▶ **AVAILABLE DATA**
»»

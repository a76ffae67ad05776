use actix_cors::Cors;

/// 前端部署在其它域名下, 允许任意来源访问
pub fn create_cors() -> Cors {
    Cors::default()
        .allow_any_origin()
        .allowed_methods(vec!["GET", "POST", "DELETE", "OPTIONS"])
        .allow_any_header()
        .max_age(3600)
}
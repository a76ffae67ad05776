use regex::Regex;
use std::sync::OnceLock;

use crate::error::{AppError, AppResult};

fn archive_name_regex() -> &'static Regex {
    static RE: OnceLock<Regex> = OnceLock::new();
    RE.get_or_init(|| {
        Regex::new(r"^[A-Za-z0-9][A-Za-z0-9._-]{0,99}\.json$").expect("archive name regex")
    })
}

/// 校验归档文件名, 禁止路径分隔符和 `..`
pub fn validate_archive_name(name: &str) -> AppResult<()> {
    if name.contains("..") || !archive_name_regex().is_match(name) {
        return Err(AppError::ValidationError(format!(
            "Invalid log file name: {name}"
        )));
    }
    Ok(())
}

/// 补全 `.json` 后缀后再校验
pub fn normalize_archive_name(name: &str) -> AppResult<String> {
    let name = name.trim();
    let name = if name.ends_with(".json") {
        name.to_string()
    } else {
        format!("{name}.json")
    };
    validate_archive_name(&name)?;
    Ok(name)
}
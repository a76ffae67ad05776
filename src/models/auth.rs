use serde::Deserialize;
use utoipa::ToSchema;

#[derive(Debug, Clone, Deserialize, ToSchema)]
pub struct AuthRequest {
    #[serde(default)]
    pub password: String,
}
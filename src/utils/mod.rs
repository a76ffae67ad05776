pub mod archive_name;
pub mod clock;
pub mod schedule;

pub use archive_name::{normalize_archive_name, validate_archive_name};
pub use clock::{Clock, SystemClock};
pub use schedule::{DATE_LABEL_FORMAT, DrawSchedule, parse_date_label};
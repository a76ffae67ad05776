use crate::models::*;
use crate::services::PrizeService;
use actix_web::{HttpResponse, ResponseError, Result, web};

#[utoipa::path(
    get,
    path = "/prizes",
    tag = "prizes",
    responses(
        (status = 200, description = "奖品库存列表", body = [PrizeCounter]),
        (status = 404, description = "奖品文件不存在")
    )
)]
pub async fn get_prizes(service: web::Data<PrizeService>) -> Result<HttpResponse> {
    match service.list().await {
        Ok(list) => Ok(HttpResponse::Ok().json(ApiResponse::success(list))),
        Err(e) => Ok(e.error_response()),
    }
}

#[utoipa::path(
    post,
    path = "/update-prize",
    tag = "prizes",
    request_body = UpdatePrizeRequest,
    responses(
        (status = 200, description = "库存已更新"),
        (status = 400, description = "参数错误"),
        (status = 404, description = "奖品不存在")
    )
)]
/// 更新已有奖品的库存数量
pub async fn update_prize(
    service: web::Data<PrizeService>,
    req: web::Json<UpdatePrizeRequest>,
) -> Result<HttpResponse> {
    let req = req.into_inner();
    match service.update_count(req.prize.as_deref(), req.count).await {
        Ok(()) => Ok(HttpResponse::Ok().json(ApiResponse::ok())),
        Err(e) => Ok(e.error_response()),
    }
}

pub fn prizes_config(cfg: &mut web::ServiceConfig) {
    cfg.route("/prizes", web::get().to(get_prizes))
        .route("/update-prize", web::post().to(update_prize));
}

««

▶ **WHAT YOU WILL DO**
Your answer should hold every line of the entries that contains the string "await".

▶ **ANSWER SPACE**
    match service.list().await {
    match service.update_count(req.prize.as_deref(), req.count).await {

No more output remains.